- Written by Zeinab Mohamed Salih
- Letters from Africa series, Sudan
As a reporter, I'm not supposed to cry during interviews, but I've been crying a lot lately.
Before December, when I went on a reporting trip from my home in Omdurman, a Sudanese city across the river from the capital Khartoum, all I could see out the window was people transporting the bodies of their loved ones in cars. shoulder.
It was too dangerous to go to a proper cemetery, so they were looking for a space along the road where they could bury the bodies.
The civilians who died, many from bullets and shells, were collateral damage in a war that had begun just a year earlier. Two powerful Sudanese military leaders are at odds over the country's political future after seizing power in a coup in 2021.
I lost many friends and acquaintances.
The hustle and bustle of my close-knit working-class neighborhood has been replaced by silence, with military planes presaging airstrikes as the military targets areas held by fighters from the rival militia Rapid Support Forces (RSF). The sound was occasionally interrupted. group.
People will run from their homes for fear of being attacked.
I remember that on April 15th last year, my fellow journalists and I were looking forward to breaking the Ramadan fast in the evening. I then planned to reunite with a childhood friend I had lost for a long time.
We never met and still don't. He left the country, but I stayed.
That morning, I started seeing social media posts about RSF attacks near the city and started to feel anxious. Then I read about a crash at an international airport. Still, I thought the violence would end.
But when a third friend posted that there was fighting at the presidential palace, I knew this was a war.
While many others decided to leave the city, my family and I stayed put. We were hopeful that the war would end soon, believing that the international community might step in to stop this madness, but the suffering of the Sudanese people was apparently ignored.
Residents feared not only urban fighting but also armed groups coming to loot from both sides. They stripped the house and took everything from cars to spoons.
I'm back in Omdurman, but I can't get home. We received reports of even doors and windows being torn off and taken away.
As the conflict dragged on, little aid reached the city and people began to look thin and pale due to lack of food and drink. The only small market in my neighborhood was bombed by airstrikes as the military tried to wipe out the RSF.
The remaining hospitals were treating only war-wounded people, and those with other symptoms were not being seen. My diabetic grandmother died without receiving treatment.
I also became very ill from lack of food.
The only functioning clinic was 30 minutes walk away.
My cousin accompanied me, but we had to stop in the shade every two minutes as it drained our energy.
One doctor on duty prescribed medication for me. Thanks to a friend in Europe, I managed to get some medicine.
The situation has worsened in Omdurman and Khartoum, but the worst-affected region is western Darfur, where the conflict has taken on an ethnic dimension.

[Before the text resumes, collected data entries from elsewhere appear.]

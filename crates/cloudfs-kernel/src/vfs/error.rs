//! VFS error types.

use std::io;
use thiserror::Error;

use crate::config::ConfigError;
use crate::store::{StoreError, StoreOp};

/// VFS error type.
#[derive(Debug, Error)]
pub enum VfsError {
    /// File or directory not found.
    #[error("not found: {0}")]
    NotFound(String),

    /// Invalid path for the operation.
    #[error("invalid path: {0}")]
    InvalidPath(String),

    /// Configuration is missing or malformed.
    #[error(transparent)]
    Config(#[from] ConfigError),

    /// A store request failed; carries enough context to find the object.
    #[error("{op} {bucket}/{key}: {source}")]
    Store {
        op: StoreOp,
        key: String,
        bucket: String,
        #[source]
        source: StoreError,
    },

    /// The store client could not be built.
    #[error("store setup failed for bucket {bucket}: {source}")]
    Setup {
        bucket: String,
        #[source]
        source: StoreError,
    },

    /// The operation is not implemented by this filesystem.
    #[error("operation not supported: {0}")]
    Unsupported(&'static str),

    /// I/O error (writing to a caller's sink).
    #[error("I/O error: {0}")]
    Io(#[from] io::Error),
}

impl VfsError {
    /// Create a NotFound error.
    pub fn not_found(path: impl Into<String>) -> Self {
        Self::NotFound(path.into())
    }

    /// Create an InvalidPath error.
    pub fn invalid_path(path: impl Into<String>) -> Self {
        Self::InvalidPath(path.into())
    }

    /// Wrap a store failure with its operation, key, and bucket.
    pub fn store(
        op: StoreOp,
        key: impl Into<String>,
        bucket: impl Into<String>,
        source: StoreError,
    ) -> Self {
        Self::Store {
            op,
            key: key.into(),
            bucket: bucket.into(),
            source,
        }
    }

    /// Returns true if the object was absent, whether reported directly or
    /// wrapped in store context.
    pub fn is_not_found(&self) -> bool {
        match self {
            VfsError::NotFound(_) => true,
            VfsError::Store { source, .. } => source.is_not_found(),
            _ => false,
        }
    }
}

/// Convert VfsError to std::io::Error for compatibility.
impl From<VfsError> for io::Error {
    fn from(e: VfsError) -> Self {
        match e {
            VfsError::NotFound(msg) => io::Error::new(io::ErrorKind::NotFound, msg),
            VfsError::InvalidPath(msg) => io::Error::new(io::ErrorKind::InvalidInput, msg),
            VfsError::Unsupported(op) => io::Error::new(io::ErrorKind::Unsupported, op),
            VfsError::Io(e) => e,
            e @ VfsError::Store { .. } if e.is_not_found() => {
                io::Error::new(io::ErrorKind::NotFound, e)
            }
            other => io::Error::other(other),
        }
    }
}

/// VFS result type.
pub type VfsResult<T> = Result<T, VfsError>;

#[cfg(test)]
mod tests {
    use super::*;

    #[test]
    fn test_store_error_context() {
        let err = VfsError::store(
            StoreOp::GetObject,
            "upload/a.jpg",
            "cms",
            StoreError::request(StoreOp::GetObject, "upload/a.jpg", "timed out"),
        );
        let shown = err.to_string();
        assert!(shown.contains("cms/upload/a.jpg"));
        assert!(shown.contains("get_object"));
        assert!(!err.is_not_found());
    }

    #[test]
    fn test_wrapped_not_found() {
        let err = VfsError::store(
            StoreOp::GetObject,
            "gone",
            "cms",
            StoreError::not_found("gone"),
        );
        assert!(err.is_not_found());
        assert_eq!(io::Error::from(err).kind(), io::ErrorKind::NotFound);
    }

    #[test]
    fn test_io_conversion() {
        let unsupported: io::Error = VfsError::Unsupported("move_directory").into();
        assert_eq!(unsupported.kind(), io::ErrorKind::Unsupported);

        let missing: io::Error = VfsError::not_found("~/x").into();
        assert_eq!(missing.kind(), io::ErrorKind::NotFound);
    }
}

I came here more than three months ago to report on what was happening in response to last year's mass killings in cities such as Juneina, the capital of West Darfur state.
The United Nations said more than 10,000 people were killed in the city in two massacres.
People have told me about ethnically targeted murders and sexual violence. They remain traumatized months later.
Everyone cries when they hear about their experiences. I also couldn't hold back my tears and had trouble sleeping.
My night was also disturbed on a trip to Fasher, the capital of North Darfur state, as airstrikes hit the city at night, shaking everything and waking everyone up.
We've been trying to tell our story, but it feels like the world is turning a blind eye. International attention has focused on Gaza, but previously on Ukraine.
The international community must intervene to put pressure on both countries and their regional supporters to stop this war. Without pressure, there is no end in sight.
It is heartbreaking to see my country fall apart, and I risk making the situation even worse by arming ordinary people from both sides.